BEGIN
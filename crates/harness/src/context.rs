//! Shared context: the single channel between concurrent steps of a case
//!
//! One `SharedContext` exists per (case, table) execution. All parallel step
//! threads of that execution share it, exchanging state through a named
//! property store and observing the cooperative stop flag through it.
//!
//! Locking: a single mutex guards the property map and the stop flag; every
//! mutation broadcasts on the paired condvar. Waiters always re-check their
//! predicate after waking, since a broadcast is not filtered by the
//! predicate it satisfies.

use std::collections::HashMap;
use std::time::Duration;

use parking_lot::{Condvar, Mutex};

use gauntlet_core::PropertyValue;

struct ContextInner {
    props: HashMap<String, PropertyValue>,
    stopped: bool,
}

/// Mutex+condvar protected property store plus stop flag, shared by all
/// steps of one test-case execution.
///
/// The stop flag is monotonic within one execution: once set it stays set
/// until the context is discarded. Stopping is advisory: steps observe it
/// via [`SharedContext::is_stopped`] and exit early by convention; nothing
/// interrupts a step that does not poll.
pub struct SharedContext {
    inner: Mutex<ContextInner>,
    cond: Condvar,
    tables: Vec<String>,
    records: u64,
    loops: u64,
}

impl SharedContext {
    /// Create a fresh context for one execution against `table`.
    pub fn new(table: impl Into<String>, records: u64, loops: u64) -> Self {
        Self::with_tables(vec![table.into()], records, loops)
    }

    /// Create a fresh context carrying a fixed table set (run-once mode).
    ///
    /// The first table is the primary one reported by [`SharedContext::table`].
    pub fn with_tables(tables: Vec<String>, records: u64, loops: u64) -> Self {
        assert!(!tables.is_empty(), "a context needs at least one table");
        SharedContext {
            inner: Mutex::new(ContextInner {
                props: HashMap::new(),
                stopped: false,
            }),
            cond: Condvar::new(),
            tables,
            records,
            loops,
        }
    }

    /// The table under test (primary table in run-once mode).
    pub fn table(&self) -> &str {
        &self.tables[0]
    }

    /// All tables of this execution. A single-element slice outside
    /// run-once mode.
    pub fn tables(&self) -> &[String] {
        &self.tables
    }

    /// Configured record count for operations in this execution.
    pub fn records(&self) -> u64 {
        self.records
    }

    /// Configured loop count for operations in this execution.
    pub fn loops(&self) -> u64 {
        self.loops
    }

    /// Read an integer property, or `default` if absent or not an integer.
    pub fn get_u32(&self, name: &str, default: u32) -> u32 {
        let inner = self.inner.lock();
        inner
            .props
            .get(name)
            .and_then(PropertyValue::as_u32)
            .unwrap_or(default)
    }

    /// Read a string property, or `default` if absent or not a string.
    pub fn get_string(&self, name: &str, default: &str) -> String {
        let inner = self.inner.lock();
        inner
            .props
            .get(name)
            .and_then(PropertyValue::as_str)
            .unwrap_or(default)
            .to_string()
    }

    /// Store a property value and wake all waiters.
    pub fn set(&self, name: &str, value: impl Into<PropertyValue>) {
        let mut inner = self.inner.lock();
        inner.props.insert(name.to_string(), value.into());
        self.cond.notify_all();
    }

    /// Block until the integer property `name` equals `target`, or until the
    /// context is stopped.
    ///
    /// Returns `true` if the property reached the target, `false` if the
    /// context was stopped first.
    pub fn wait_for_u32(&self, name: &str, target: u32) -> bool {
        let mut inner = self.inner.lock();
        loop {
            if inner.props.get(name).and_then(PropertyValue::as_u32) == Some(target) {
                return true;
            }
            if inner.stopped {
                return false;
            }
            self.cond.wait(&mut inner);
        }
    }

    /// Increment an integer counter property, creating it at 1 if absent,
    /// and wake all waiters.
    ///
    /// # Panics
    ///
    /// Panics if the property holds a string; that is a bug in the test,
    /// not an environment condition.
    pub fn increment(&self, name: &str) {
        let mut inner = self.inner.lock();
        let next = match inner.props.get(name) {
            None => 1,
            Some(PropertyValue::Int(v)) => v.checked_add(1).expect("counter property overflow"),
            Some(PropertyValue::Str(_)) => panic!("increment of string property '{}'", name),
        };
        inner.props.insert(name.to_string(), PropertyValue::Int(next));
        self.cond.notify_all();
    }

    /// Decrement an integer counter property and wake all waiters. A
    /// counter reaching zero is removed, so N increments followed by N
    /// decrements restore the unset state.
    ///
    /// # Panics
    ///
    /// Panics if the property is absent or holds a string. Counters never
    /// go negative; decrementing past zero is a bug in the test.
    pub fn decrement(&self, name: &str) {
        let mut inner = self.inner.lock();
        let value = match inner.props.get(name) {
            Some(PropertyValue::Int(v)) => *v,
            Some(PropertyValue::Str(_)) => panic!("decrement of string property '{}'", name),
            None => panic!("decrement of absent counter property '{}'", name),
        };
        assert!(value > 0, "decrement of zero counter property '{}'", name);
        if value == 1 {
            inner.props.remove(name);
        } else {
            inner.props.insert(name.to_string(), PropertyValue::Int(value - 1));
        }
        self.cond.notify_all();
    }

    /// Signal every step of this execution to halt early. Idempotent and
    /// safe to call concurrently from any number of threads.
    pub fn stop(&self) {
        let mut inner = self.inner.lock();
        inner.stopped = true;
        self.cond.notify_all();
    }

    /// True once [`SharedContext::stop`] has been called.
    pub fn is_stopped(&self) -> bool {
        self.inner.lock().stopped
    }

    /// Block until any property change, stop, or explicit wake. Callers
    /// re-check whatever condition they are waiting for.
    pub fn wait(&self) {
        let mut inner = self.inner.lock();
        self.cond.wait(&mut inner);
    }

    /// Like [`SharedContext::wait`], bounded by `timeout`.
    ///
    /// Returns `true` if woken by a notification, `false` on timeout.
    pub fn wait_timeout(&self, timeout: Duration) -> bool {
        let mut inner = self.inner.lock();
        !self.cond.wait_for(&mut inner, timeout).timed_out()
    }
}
END
BEGIN
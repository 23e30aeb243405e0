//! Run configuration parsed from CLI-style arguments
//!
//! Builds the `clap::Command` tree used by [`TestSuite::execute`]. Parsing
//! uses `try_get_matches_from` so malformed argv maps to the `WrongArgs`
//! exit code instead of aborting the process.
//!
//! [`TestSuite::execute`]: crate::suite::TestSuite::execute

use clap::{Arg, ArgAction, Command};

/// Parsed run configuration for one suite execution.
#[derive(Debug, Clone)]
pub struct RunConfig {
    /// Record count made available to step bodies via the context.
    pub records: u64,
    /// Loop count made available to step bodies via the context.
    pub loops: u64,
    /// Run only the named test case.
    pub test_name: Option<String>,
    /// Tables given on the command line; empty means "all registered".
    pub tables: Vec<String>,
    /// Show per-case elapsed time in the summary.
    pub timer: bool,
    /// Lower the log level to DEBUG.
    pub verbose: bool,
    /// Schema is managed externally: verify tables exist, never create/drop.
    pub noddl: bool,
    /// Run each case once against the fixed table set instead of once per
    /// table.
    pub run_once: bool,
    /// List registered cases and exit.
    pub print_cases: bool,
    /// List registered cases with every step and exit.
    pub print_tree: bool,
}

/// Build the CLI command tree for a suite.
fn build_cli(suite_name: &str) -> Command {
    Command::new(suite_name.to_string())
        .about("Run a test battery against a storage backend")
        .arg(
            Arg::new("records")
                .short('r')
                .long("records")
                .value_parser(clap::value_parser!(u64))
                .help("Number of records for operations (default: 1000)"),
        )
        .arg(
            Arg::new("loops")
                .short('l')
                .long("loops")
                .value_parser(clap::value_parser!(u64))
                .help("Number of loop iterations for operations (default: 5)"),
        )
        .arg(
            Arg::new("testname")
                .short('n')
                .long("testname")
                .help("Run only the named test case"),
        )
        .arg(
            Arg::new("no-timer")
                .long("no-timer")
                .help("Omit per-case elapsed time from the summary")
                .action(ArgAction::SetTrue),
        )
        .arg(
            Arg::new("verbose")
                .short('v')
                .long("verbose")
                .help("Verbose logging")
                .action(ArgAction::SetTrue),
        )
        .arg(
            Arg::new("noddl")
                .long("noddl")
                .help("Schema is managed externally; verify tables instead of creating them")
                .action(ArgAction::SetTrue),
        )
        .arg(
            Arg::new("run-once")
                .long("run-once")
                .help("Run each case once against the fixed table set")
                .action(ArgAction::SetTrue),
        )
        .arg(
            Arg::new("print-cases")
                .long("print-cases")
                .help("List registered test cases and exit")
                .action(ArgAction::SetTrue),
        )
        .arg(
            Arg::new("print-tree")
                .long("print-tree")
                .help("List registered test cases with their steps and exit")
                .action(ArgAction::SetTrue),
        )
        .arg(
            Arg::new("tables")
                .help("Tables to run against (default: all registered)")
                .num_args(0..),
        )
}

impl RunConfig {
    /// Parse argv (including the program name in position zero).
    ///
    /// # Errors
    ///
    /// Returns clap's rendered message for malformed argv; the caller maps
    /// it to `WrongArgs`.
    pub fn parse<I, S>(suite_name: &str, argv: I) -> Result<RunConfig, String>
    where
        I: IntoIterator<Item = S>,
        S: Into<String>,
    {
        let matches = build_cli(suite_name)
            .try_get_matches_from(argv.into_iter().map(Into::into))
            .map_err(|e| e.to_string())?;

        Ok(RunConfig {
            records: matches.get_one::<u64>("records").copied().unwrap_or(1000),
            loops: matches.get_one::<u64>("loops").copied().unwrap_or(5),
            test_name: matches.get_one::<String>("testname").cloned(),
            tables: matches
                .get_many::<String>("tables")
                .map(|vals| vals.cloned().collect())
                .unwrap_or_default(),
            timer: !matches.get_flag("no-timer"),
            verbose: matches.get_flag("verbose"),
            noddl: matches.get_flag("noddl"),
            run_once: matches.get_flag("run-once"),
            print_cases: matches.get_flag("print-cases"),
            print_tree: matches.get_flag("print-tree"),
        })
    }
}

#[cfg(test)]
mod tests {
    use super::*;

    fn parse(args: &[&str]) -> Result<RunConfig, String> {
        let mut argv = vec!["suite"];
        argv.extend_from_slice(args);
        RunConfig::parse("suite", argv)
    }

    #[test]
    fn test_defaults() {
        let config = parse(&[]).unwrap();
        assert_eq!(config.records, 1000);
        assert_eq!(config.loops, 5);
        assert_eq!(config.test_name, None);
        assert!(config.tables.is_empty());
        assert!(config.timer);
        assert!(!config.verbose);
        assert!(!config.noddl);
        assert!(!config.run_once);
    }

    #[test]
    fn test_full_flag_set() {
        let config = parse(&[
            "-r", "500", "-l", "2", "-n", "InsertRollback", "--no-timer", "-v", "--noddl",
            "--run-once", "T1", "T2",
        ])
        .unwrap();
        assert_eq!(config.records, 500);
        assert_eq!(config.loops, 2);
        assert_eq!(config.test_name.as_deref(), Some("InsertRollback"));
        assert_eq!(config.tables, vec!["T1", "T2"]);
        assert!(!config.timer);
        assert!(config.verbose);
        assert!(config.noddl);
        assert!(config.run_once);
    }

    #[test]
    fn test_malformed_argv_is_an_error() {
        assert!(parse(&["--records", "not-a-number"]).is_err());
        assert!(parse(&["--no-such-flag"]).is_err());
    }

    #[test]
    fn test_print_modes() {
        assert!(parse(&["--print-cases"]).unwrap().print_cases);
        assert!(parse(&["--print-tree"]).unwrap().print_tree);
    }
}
END
▶ INSTRUCTIONS FOR THE TASK:
All lines of the material that contain the word "target" should be listed.

▶ RESPONSE TO THIS EXERCISE:
    /// Block until the integer property `name` equals `target`, or until the
    /// Returns `true` if the property reached the target, `false` if the
    pub fn wait_for_u32(&self, name: &str, target: u32) -> bool {
            if inner.props.get(name).and_then(PropertyValue::as_u32) == Some(target) {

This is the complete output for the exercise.